Aim of the task - All of the records must be repeated exactly.

[Source material]

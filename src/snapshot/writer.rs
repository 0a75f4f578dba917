use log::debug;
use std::fs;

use crate::harness::{HarnessError, HarnessResult};
use crate::runner::{RunMode, RunOutcome};

/// Persists recomputed snapshots; inert outside update mode
#[derive(Debug, Clone, Copy)]
pub struct SnapshotWriter {
    mode: RunMode,
}

impl SnapshotWriter {
    pub fn new(mode: RunMode) -> Self {
        Self { mode }
    }

    /// Overwrite the snapshot of a mismatched outcome.
    ///
    /// Returns whether the file was written. Matched outcomes and check mode
    /// never touch the disk.
    pub fn persist(&self, outcome: &RunOutcome) -> HarnessResult<bool> {
        if self.mode != RunMode::Update || outcome.matched {
            return Ok(false);
        }

        fs::write(&outcome.snapshot_path, &outcome.new_snapshot)
            .map_err(|err| HarnessError::io(&outcome.snapshot_path, err))?;
        debug!(
            "wrote {} bytes to {}",
            outcome.new_snapshot.len(),
            outcome.snapshot_path.display()
        );

        Ok(true)
    }
}

#[cfg(test)]
mod tests {
    use super::*;
    use crate::engine::ActionType;
    use std::path::Path;
    use tempfile::TempDir;

    fn outcome(dir: &Path, matched: bool) -> RunOutcome {
        RunOutcome {
            fixture_path: dir.join("workflow.yml"),
            snapshot_path: dir.join("validation_state.snap.json"),
            action_type: ActionType::Workflow,
            matched,
            updated: false,
            new_snapshot: "{\n  \"new\": true\n}\n".to_string(),
        }
    }

    #[test]
    fn test_update_mode_rewrites_mismatch() {
        let dir = TempDir::new().unwrap();
        let outcome = outcome(dir.path(), false);
        fs::write(&outcome.snapshot_path, "old\n").unwrap();

        let written = SnapshotWriter::new(RunMode::Update).persist(&outcome).unwrap();
        assert!(written);
        assert_eq!(fs::read_to_string(&outcome.snapshot_path).unwrap(), outcome.new_snapshot);
    }

    #[test]
    fn test_check_mode_is_inert() {
        let dir = TempDir::new().unwrap();
        let outcome = outcome(dir.path(), false);
        fs::write(&outcome.snapshot_path, "old\n").unwrap();

        let written = SnapshotWriter::new(RunMode::Check).persist(&outcome).unwrap();
        assert!(!written);
        assert_eq!(fs::read_to_string(&outcome.snapshot_path).unwrap(), "old\n");
    }

    #[test]
    fn test_matched_outcome_is_left_alone() {
        let dir = TempDir::new().unwrap();
        let outcome = outcome(dir.path(), true);
        fs::write(&outcome.snapshot_path, "old\n").unwrap();

        assert!(!SnapshotWriter::new(RunMode::Update).persist(&outcome).unwrap());
        assert_eq!(fs::read_to_string(&outcome.snapshot_path).unwrap(), "old\n");
    }

    #[test]
    fn test_write_failure_names_path() {
        let dir = TempDir::new().unwrap();
        let mut outcome = outcome(dir.path(), false);
        outcome.snapshot_path = dir.path().join("missing").join("validation_state.snap.json");

        let err = SnapshotWriter::new(RunMode::Update).persist(&outcome).unwrap_err();
        assert!(err.to_string().contains("validation_state.snap.json"));
    }
}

[/Source material]

Output -
filename src/snapshot/writer.rs
repository 0a75f4f578dba917
use log::debug;
use std::fs;

use crate::harness::{HarnessError, HarnessResult};
use crate::runner::{RunMode, RunOutcome};

/// Persists recomputed snapshots; inert outside update mode
#[derive(Debug, Clone, Copy)]
pub struct SnapshotWriter {
    mode: RunMode,
}

impl SnapshotWriter {
    pub fn new(mode: RunMode) -> Self {
        Self { mode }
    }

    /// Overwrite the snapshot of a mismatched outcome.
    ///
    /// Returns whether the file was written. Matched outcomes and check mode
    /// never touch the disk.
    pub fn persist(&self, outcome: &RunOutcome) -> HarnessResult<bool> {
        if self.mode != RunMode::Update || outcome.matched {
            return Ok(false);
        }

        fs::write(&outcome.snapshot_path, &outcome.new_snapshot)
            .map_err(|err| HarnessError::io(&outcome.snapshot_path, err))?;
        debug!(
            "wrote {} bytes to {}",
            outcome.new_snapshot.len(),
            outcome.snapshot_path.display()
        );

        Ok(true)
    }
}

#[cfg(test)]
mod tests {
    use super::*;
    use crate::engine::ActionType;
    use std::path::Path;
    use tempfile::TempDir;

    fn outcome(dir: &Path, matched: bool) -> RunOutcome {
        RunOutcome {
            fixture_path: dir.join("workflow.yml"),
            snapshot_path: dir.join("validation_state.snap.json"),
            action_type: ActionType::Workflow,
            matched,
            updated: false,
            new_snapshot: "{\n  \"new\": true\n}\n".to_string(),
        }
    }

    #[test]
    fn test_update_mode_rewrites_mismatch() {
        let dir = TempDir::new().unwrap();
        let outcome = outcome(dir.path(), false);
        fs::write(&outcome.snapshot_path, "old\n").unwrap();

        let written = SnapshotWriter::new(RunMode::Update).persist(&outcome).unwrap();
        assert!(written);
        assert_eq!(fs::read_to_string(&outcome.snapshot_path).unwrap(), outcome.new_snapshot);
    }

    #[test]
    fn test_check_mode_is_inert() {
        let dir = TempDir::new().unwrap();
        let outcome = outcome(dir.path(), false);
        fs::write(&outcome.snapshot_path, "old\n").unwrap();

        let written = SnapshotWriter::new(RunMode::Check).persist(&outcome).unwrap();
        assert!(!written);
        assert_eq!(fs::read_to_string(&outcome.snapshot_path).unwrap(), "old\n");
    }

    #[test]
    fn test_matched_outcome_is_left_alone() {
        let dir = TempDir::new().unwrap();
        let outcome = outcome(dir.path(), true);
        fs::write(&outcome.snapshot_path, "old\n").unwrap();

        assert!(!SnapshotWriter::new(RunMode::Update).persist(&outcome).unwrap());
        assert_eq!(fs::read_to_string(&outcome.snapshot_path).unwrap(), "old\n");
    }

    #[test]
    fn test_write_failure_names_path() {
        let dir = TempDir::new().unwrap();
        let mut outcome = outcome(dir.path(), false);
        outcome.snapshot_path = dir.path().join("missing").join("validation_state.snap.json");

        let err = SnapshotWriter::new(RunMode::Update).persist(&outcome).unwrap_err();
        assert!(err.to_string().contains("validation_state.snap.json"));
    }
}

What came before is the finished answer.